Hemiandrus electra, the Kahurangi ground wētā, is a species of ground wētā endemic to New Zealand. Being a ground wētā, they are often found in burrows in the ground during the daytime (as they are also nocturnal). The species is occurs on the South Island and is classified as "Not Threatened". This species of wētā is unusual for an insect in that the female looks after her eggs and nymphs; this is known as maternal care.

== Taxonomy ==
Hemiandrus electra was first described in 2013, but had been referred to in previous publications by an informal (tag) name (Hemiandrus 'okiwi'). The species name comes from the Greek name Elektra, one of the Pleiades sisters (in Greek mythology the seven daughters of Pleione and Atlas), meaning amber or shinning.
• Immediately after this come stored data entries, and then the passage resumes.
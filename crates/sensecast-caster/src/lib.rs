#![warn(missing_docs)]

//! Event-driven, energy-budgeted ray casting over volumetric regions.
//!
//! A [`RayCaster`] is built from a snapshot of active regions restricted to
//! a spatial window and a fixed sense list. Construction filters regions and
//! shapes against the window, prunes volumes made redundant by a
//! window-covering volume, and precomputes conservative travel bounds
//! (`min_distance`/`max_distance`). Each cast then answers one origin/target
//! query by sweeping shape-boundary and sense-exhaustion events in time
//! order while draining a unit energy budget at the combined per-distance
//! cost of the volumes currently enclosing the ray.

mod caster;
mod sense;
mod volume;

pub use caster::{RayCaster, Window};
pub use sense::Sense;
pub use volume::Volume;

/// Sentinel volume index marking a sense-exhaustion event; the event's mask
/// then carries the sense index.
pub const SENSE_EXHAUSTED: i32 = -1;
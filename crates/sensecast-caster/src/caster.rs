//! The ray caster: construction-time filtering and bounds, per-cast sweeps.

use crate::sense::{normalize, Sense};
use crate::volume::{prune_volumes, Volume};
use crate::SENSE_EXHAUSTED;
use sensecast_math::{quantize, Aabb2, Point2, Point3, ZBand, ALMOST_ZERO, TIME_SNAP};
use sensecast_region::{CombineMode, Region};
use sensecast_shapes::RayHit;
use std::cmp::Reverse;
use std::collections::BinaryHeap;

/// Event mask marking a vertical entry/exit of a volume rather than a
/// shape-boundary crossing. Shape masks are always non-zero.
const Z_TOGGLE: i32 = 0;

/// The spatial window a ray caster is restricted to.
#[derive(Debug, Clone, Copy, PartialEq)]
pub struct Window {
    /// Planar crop.
    pub bounds: Aabb2,
    /// Vertical crop.
    pub z: ZBand,
}

impl Window {
    /// A window with explicit planar and vertical crops.
    pub fn new(bounds: Aabb2, z: ZBand) -> Self {
        Self { bounds, z }
    }

    /// The window covering all of space.
    pub fn unbounded() -> Self {
        Self {
            bounds: Aabb2::new(
                Point2::new(f64::NEG_INFINITY, f64::NEG_INFINITY),
                Point2::new(f64::INFINITY, f64::INFINITY),
            ),
            z: ZBand::unbounded(),
        }
    }
}

impl Default for Window {
    fn default() -> Self {
        Self::unbounded()
    }
}

/// Per-volume sweep state.
struct VolumeState {
    /// XOR of the masks of shapes currently containing the ray point;
    /// non-zero means planar-inside.
    mask_state: i32,
    /// Is the ray's elevation currently inside the volume's band?
    z_inside: bool,
    /// False when the volume can never enclose any point of this ray.
    participating: bool,
}

impl VolumeState {
    fn inside(&self) -> bool {
        self.participating && self.mask_state != 0 && self.z_inside
    }
}

/// Casts rays through a snapshot of active regions.
///
/// Built once per distinct (sense set, window) pair — construction cost is
/// non-trivial (volume filtering, pruning, bounds estimation) — then
/// queried repeatedly via [`set_origin`](Self::set_origin) /
/// [`set_target`](Self::set_target) / [`cast`](Self::cast), or statelessly
/// via [`cast_segment`](Self::cast_segment).
#[derive(Debug, Clone)]
pub struct RayCaster {
    volumes: Vec<Volume>,
    senses: Vec<Sense>,
    min_d: f64,
    max_d: f64,
    blocked: bool,
    origin: Point3,
    target: Point3,
}

impl RayCaster {
    /// Build a caster over `regions` (already in priority order) for the
    /// given senses, window, and range cap.
    pub fn new(regions: &[&Region], senses: &[Sense], window: Window, max_range: f64) -> Self {
        Self::build(regions, senses, window, max_range, true)
    }

    /// As [`new`](Self::new), with volume pruning switchable for the
    /// equivalence property test.
    pub(crate) fn build(
        regions: &[&Region],
        senses: &[Sense],
        window: Window,
        max_range: f64,
        prune: bool,
    ) -> Self {
        let senses = normalize(senses);

        let mut volumes: Vec<Volume> = regions
            .iter()
            .filter_map(|r| Volume::build(r, &senses, &window.bounds, &window.z))
            .collect();

        let mut blocked = false;
        if prune {
            let (kept, b) = prune_volumes(volumes, &window.bounds, &window.z);
            volumes = kept;
            blocked = b;
        }

        let (min_d, max_d) = estimate_bounds(&volumes, &senses, &window, max_range, blocked);

        Self {
            volumes,
            senses,
            min_d,
            max_d,
            blocked,
            origin: Point3::origin(),
            target: Point3::origin(),
        }
    }

    /// Guaranteed-safe travel distance: any segment no longer than this is
    /// fully traversable without per-shape computation.
    pub fn min_distance(&self) -> f64 {
        self.min_d
    }

    /// Upper bound on any segment's achievable travel distance.
    pub fn max_distance(&self) -> f64 {
        self.max_d
    }

    /// The normalized sense list (descending range).
    pub fn senses(&self) -> &[Sense] {
        &self.senses
    }

    /// The surviving volumes, in priority order.
    pub fn volumes(&self) -> &[Volume] {
        &self.volumes
    }

    /// Set the ray origin for subsequent [`cast`](Self::cast) calls.
    pub fn set_origin(&mut self, x: f64, y: f64, z: f64) {
        self.origin = Point3::new(quantize(x), quantize(y), quantize(z));
    }

    /// Set the ray target for subsequent [`cast`](Self::cast) calls.
    pub fn set_target(&mut self, x: f64, y: f64, z: f64) {
        self.target = Point3::new(quantize(x), quantize(y), quantize(z));
    }

    /// Cast the stored origin/target segment; returns the normalized
    /// arrival fraction in `[0, 1]` (1 means the target was reached).
    pub fn cast(&self) -> f64 {
        self.cast_impl(&self.origin, &self.target, false)
    }

    /// Hit-test the stored origin/target segment.
    pub fn reaches_target(&self) -> bool {
        self.cast_impl(&self.origin, &self.target, true) >= 1.0
    }

    /// Cast an explicit segment.
    pub fn cast_segment(&self, origin: &Point3, target: &Point3) -> f64 {
        self.cast_impl(origin, target, false)
    }

    /// Hit-test an explicit segment.
    pub fn reaches(&self, origin: &Point3, target: &Point3) -> bool {
        self.cast_impl(origin, target, true) >= 1.0
    }

    fn cast_impl(&self, origin: &Point3, target: &Point3, hit_test: bool) -> f64 {
        let dx = target.x - origin.x;
        let dy = target.y - origin.y;
        let dz = target.z - origin.z;
        let length = (dx * dx + dy * dy + dz * dz).sqrt();

        if length <= self.min_d {
            return 1.0;
        }
        if hit_test && length > self.max_d {
            return 0.0;
        }
        if self.blocked || self.senses.is_empty() {
            return 0.0;
        }

        let mut heap: BinaryHeap<Reverse<RayHit>> = BinaryHeap::new();
        for (i, sense) in self.senses.iter().enumerate() {
            if sense.range < length {
                heap.push(Reverse(RayHit {
                    time: sense.range / length,
                    volume: SENSE_EXHAUSTED,
                    mask: i as i32,
                }));
            }
        }

        // Rays with no planar direction use pure containment tests instead
        // of marching.
        let planar_degenerate = dx.abs() < ALMOST_ZERO && dy.abs() < ALMOST_ZERO;

        let mut events: Vec<RayHit> = Vec::new();
        let mut states: Vec<VolumeState> = Vec::with_capacity(self.volumes.len());

        for (vi, volume) in self.volumes.iter().enumerate() {
            let band = volume.z_band();
            let mut z_inside = band.contains(origin.z);
            let mut participating = true;

            if dz.abs() >= ALMOST_ZERO {
                // Clip to the t-interval where the ray's z is in the band.
                let mut tz0 = (band.bottom - origin.z) / dz;
                let mut tz1 = (band.top - origin.z) / dz;
                if tz0 > tz1 {
                    std::mem::swap(&mut tz0, &mut tz1);
                }
                if tz1 <= 0.0 || tz0 >= 1.0 {
                    participating = false;
                    z_inside = false;
                } else {
                    for tz in [tz0, tz1] {
                        if tz > 0.0 && tz < 1.0 {
                            events.push(RayHit {
                                time: tz,
                                volume: vi as i32,
                                mask: Z_TOGGLE,
                            });
                        }
                    }
                }
            } else if !z_inside {
                participating = false;
            }

            if !participating {
                states.push(VolumeState {
                    mask_state: 0,
                    z_inside: false,
                    participating: false,
                });
                continue;
            }

            let mut mask_state = 0i32;
            for shape in volume.shapes() {
                mask_state ^= if planar_degenerate {
                    shape.compute_hits(origin.x, origin.y, 0.0, 0.0, None, vi as i32)
                } else {
                    shape.compute_hits(origin.x, origin.y, dx, dy, Some(&mut events), vi as i32)
                };
            }

            states.push(VolumeState {
                mask_state,
                z_inside,
                participating,
            });
        }

        for event in events {
            heap.push(Reverse(event));
        }

        // Sweep: between events, drain energy at the combined cost; at each
        // event, flip the state it carries and recompute the cost.
        let mut active = self.senses.len();
        let mut energy = 1.0f64;
        let mut t = 0.0f64;
        let mut cost = combined_cost(&self.volumes, &states, active);

        while let Some(Reverse(hit)) = heap.pop() {
            let dt = hit.time - t;
            if dt > 0.0 {
                let rate = cost * length;
                if rate > 0.0 {
                    let spend = rate * dt;
                    if spend >= energy {
                        return finish(t + energy / rate);
                    }
                    energy -= spend;
                }
            }
            t = hit.time;

            if hit.volume == SENSE_EXHAUSTED {
                active -= 1;
                if active == 0 {
                    return finish(t);
                }
            } else {
                let state = &mut states[hit.volume as usize];
                if hit.mask == Z_TOGGLE {
                    state.z_inside = !state.z_inside;
                } else {
                    state.mask_state ^= hit.mask;
                }
            }
            cost = combined_cost(&self.volumes, &states, active);
        }

        let rate = cost * length;
        if rate <= ALMOST_ZERO {
            return 1.0;
        }
        finish(t + energy / rate)
    }
}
This name is given to this species due to the bight orange colour of the insects, and as sister to H. maia, a reference to their morphological similarity.
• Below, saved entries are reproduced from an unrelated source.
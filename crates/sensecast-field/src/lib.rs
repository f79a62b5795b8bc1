#![warn(missing_docs)]

//! Signed Euclidean distance fields for texture-masked shapes.
//!
//! A binary pixel mask is turned into a padded 2D grid of signed distances
//! to the mask boundary: positive outside the mask, negative inside. The
//! field is built from two independent squared-distance transforms (one with
//! the inside pixels as sources, one with the outside pixels) using the
//! classical Felzenszwalb–Huttenlocher two-pass lower-envelope-of-parabolas
//! algorithm, then conservatively shrunk so that sphere tracing against it
//! can never step past the true boundary.

/// A padded grid of signed Euclidean distances in pixel units.
///
/// The grid carries a 1-pixel border on every side so ray marching stays
/// well-defined at the mask edges. Distances are positive outside the mask
/// and negative inside.
#[derive(Debug, Clone)]
pub struct DistanceField {
    /// Mask width in pixels (without padding).
    width: usize,
    /// Mask height in pixels (without padding).
    height: usize,
    /// Row-major signed distances, `(width + 2) * (height + 2)` entries.
    data: Vec<f64>,
}

impl DistanceField {
    /// Build a signed distance field from a binary mask.
    ///
    /// A pixel is "inside" when its value is strictly greater than
    /// `threshold`. Returns `None` for an empty mask or a pixel buffer that
    /// does not match `width * height`.
    pub fn from_mask(width: usize, height: usize, pixels: &[u8], threshold: u8) -> Option<Self> {
        if width == 0 || height == 0 || pixels.len() != width * height {
            return None;
        }

        let pw = width + 2;
        let ph = height + 2;
        // Large finite stand-in for "no source here"; infinity would turn
        // the parabola intersections into NaN.
        const FAR: f64 = 1e20;
        let inside_at = |x: usize, y: usize| -> bool {
            // Padding border counts as outside.
            if x == 0 || y == 0 || x > width || y > height {
                return false;
            }
            pixels[(y - 1) * width + (x - 1)] > threshold
        };

        // Squared distance to the nearest inside pixel, and to the nearest
        // outside pixel, each over the padded grid.
        let mut to_inside = vec![0.0f64; pw * ph];
        let mut to_outside = vec![0.0f64; pw * ph];
        for y in 0..ph {
            for x in 0..pw {
                let inside = inside_at(x, y);
                to_inside[y * pw + x] = if inside { 0.0 } else { FAR };
                to_outside[y * pw + x] = if inside { FAR } else { 0.0 };
            }
        }
        squared_distance_transform(&mut to_inside, pw, ph);
        squared_distance_transform(&mut to_outside, pw, ph);

        let mut data = vec![0.0f64; pw * ph];
        for i in 0..pw * ph {
            let signed = to_inside[i].sqrt() - to_outside[i].sqrt();
            data[i] = shrink(signed);
        }

        Some(Self {
            width,
            height,
            data,
        })
    }

    /// Mask width in pixels (without padding).
    pub fn width(&self) -> usize {
        self.width
    }

    /// Mask height in pixels (without padding).
    pub fn height(&self) -> usize {
        self.height
    }

    /// Sample the field at a continuous mask-space position.
    ///
    /// `(0, 0)` is the top-left corner of the first mask pixel; samples are
    /// taken from the pixel containing the position, clamped into the padded
    /// border, so sampling anywhere (even far outside) is defined.
    pub fn sample(&self, x: f64, y: f64) -> f64 {
        let pw = self.width + 2;
        let ix = (x.floor() + 1.0).clamp(0.0, (self.width + 1) as f64) as usize;
        let iy = (y.floor() + 1.0).clamp(0.0, (self.height + 1) as f64) as usize;
        self.data[iy * pw + ix]
    }
}

/// Reduce a signed distance magnitude by up to 1 pixel, floored at 0.5.
///
/// Distances are measured between pixel centers while the real mask boundary
/// lies between pixels; stepping by the raw value could overshoot. Values
/// already below 0.5 are kept as-is.
fn shrink(signed: f64) -> f64 {
    let magnitude = signed.abs();
    let reduced = (magnitude - 1.0).max(magnitude.min(0.5));
    reduced.copysign(signed)
}

/// In-place 2D squared Euclidean distance transform.
///
/// Sources are cells holding 0.0; every other cell must hold `INFINITY`.
/// One 1D lower-envelope pass along each row, then along each column.
fn squared_distance_transform(grid: &mut [f64], width: usize, height: usize) {
    let n = width.max(height);
    let mut f = vec![0.0f64; n];
    let mut d = vec![0.0f64; n];
    let mut v = vec![0usize; n];
    let mut z = vec![0.0f64; n + 1];

    for y in 0..height {
        let row = &mut grid[y * width..(y + 1) * width];
        f[..width].copy_from_slice(row);
        transform_1d(&f[..width], &mut d[..width], &mut v[..width], &mut z[..width + 1]);
        row.copy_from_slice(&d[..width]);
    }

    for x in 0..width {
        for y in 0..height {
            f[y] = grid[y * width + x];
        }
        transform_1d(&f[..height], &mut d[..height], &mut v[..height], &mut z[..height + 1]);
        for y in 0..height {
            grid[y * width + x] = d[y];
        }
    }
}

/// 1D squared distance transform (lower envelope of parabolas).
///
/// `f` is the sampled function, `d` receives the transform; `v` and `z` are
/// scratch for the parabola-vertex stack and intersection abscissae.
fn transform_1d(f: &[f64], d: &mut [f64], v: &mut [usize], z: &mut [f64]) {
    // Intersection abscissa of the parabolas rooted at q and p.
    let intersect = |q: usize, p: usize| -> f64 {
        ((f[q] + (q * q) as f64) - (f[p] + (p * p) as f64)) / (2 * q - 2 * p) as f64
    };

    let n = f.len();
    let mut k = 0usize;
    v[0] = 0;
    z[0] = f64::NEG_INFINITY;
    z[1] = f64::INFINITY;

    for q in 1..n {
        let mut s = intersect(q, v[k]);
        while s <= z[k] {
            k -= 1;
            s = intersect(q, v[k]);
        }
        k += 1;
        v[k] = q;
        z[k] = s;
        z[k + 1] = f64::INFINITY;
    }

    k = 0;
    for q in 0..n {
        while z[k + 1] < q as f64 {
            k += 1;
        }
        let p = v[k];
        let dx = q as f64 - p as f64;
        d[q] = dx * dx + f[p];
    }
}
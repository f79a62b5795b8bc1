//! Rotated ellipse: quadratic intersection in unit-circle space.

use crate::RayHit;
use sensecast_math::{quantize, Aabb2, Affine2, Point2, Vec2, ALMOST_ZERO};

/// An ellipse with arbitrary center, semi-axes, and rotation.
///
/// Rays are inverse-affine-transformed into the ellipse's unit circle where
/// the intersection is a degree-2 solve.
#[derive(Debug, Clone)]
pub struct EllipseShape {
    mask: i32,
    bounds: Aabb2,
    /// World space to the unit circle.
    to_unit: Affine2,
}

impl EllipseShape {
    /// Build an ellipse; `rotation` is degrees about the center.
    ///
    /// Returns `None` when either radius is not positive.
    pub fn build(
        x: f64,
        y: f64,
        radius_x: f64,
        radius_y: f64,
        rotation: f64,
        mask: i32,
    ) -> Option<Self> {
        if radius_x <= 0.0 || radius_y <= 0.0 {
            return None;
        }
        let cx = quantize(x);
        let cy = quantize(y);
        let rx = quantize(radius_x);
        let ry = quantize(radius_y);
        if rx <= 0.0 || ry <= 0.0 {
            return None;
        }
        let angle = rotation.to_radians();

        let from_unit = Affine2::scale(rx, ry)
            .then(&Affine2::rotation(angle))
            .then(&Affine2::translation(cx, cy));
        let to_unit = from_unit.inverse()?;

        // Extents of a rotated ellipse along each world axis.
        let (s, c) = angle.sin_cos();
        let ex = ((rx * c) * (rx * c) + (ry * s) * (ry * s)).sqrt();
        let ey = ((rx * s) * (rx * s) + (ry * c) * (ry * c)).sqrt();
        let bounds = Aabb2::new(Point2::new(cx - ex, cy - ey), Point2::new(cx + ex, cy + ey));

        Some(Self {
            mask,
            bounds,
            to_unit,
        })
    }

    /// The 31-bit mask this shape toggles.
    pub fn mask(&self) -> i32 {
        self.mask
    }

    /// Axis-aligned bounding box.
    pub fn bounding_box(&self) -> Aabb2 {
        self.bounds
    }

    /// True only if the ellipse fully covers `bounds`.
    pub fn contains_bounds(&self, bounds: &Aabb2) -> bool {
        // Convexity: all four corners inside the unit circle suffices.
        [
            (bounds.min.x, bounds.min.y),
            (bounds.max.x, bounds.min.y),
            (bounds.max.x, bounds.max.y),
            (bounds.min.x, bounds.max.y),
        ]
        .iter()
        .all(|&(px, py)| {
            let p = self.to_unit.apply_point(&Point2::new(px, py));
            p.x * p.x + p.y * p.y <= 1.0
        })
    }

    /// Origin containment and boundary crossings; see [`crate::Shape::compute_hits`].
    pub fn compute_hits(
        &self,
        ox: f64,
        oy: f64,
        vx: f64,
        vy: f64,
        queue: Option<&mut Vec<RayHit>>,
        volume: i32,
    ) -> i32 {
        let o = self.to_unit.apply_point(&Point2::new(ox, oy));
        let v = self.to_unit.apply_vec(&Vec2::new(vx, vy));

        // Quadratic: |o + t*v|^2 = 1
        let a = v.x * v.x + v.y * v.y;
        let b = o.x * v.x + o.y * v.y;
        let c = o.x * o.x + o.y * o.y - 1.0;

        let inside_state = if c <= 0.0 { self.mask } else { 0 };

        if a < ALMOST_ZERO {
            // Zero-velocity ray in local space: pure containment.
            return inside_state;
        }

        // Half-coefficient discriminant; tangent rays (b^2 ~ a*c) produce
        // no crossing.
        let disc = b * b - a * c;
        if disc <= 0.0 {
            return inside_state;
        }

        if let Some(queue) = queue {
            let sqrt_disc = disc.sqrt();
            for t in [(-b - sqrt_disc) / a, (-b + sqrt_disc) / a] {
                if t > 0.0 && t < 1.0 {
                    queue.push(RayHit {
                        time: t,
                        volume,
                        mask: self.mask,
                    });
                }
            }
        }
        inside_state
    }
}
== Habitat/distribution ==
Hemiandrus electra are endemic to the South Island of New Zealand. Because they are a ground wētā, they are often found in burrows in the ground during the day, as they are a nocturnal species. During the night however, they are quite active on the ground, but are also found in vegetation.

== Conservation ==
Under the New Zealand Threat Classification System, this species is listed as "Not Threatened".

== Diet ==
Hemiandrus electra is omnivorous, about 80% of its diet is plant and 20% invertebrates. It has been observed eating invertebrates such as cicada

== Morphology ==
Kahurangi ground wētā females have a medium-length ovipositor. Male and females have fore tibiae with a single superior prolateral spine (excluding apical spine); mid tibiae with two superior prolateral spines and three superior retrolateral spines (excluding apical spines). Morphological they are very similar to the Otago ground wētā H. maia, but can be distinguished by number of tergal stridulatory pegs and male terminalia.

== Behavior ==
Hemiandrus electra come out of their burrows at night. During mating males provide the female with a nuptial food gift. The females share burrows with their eggs and care for nymphs.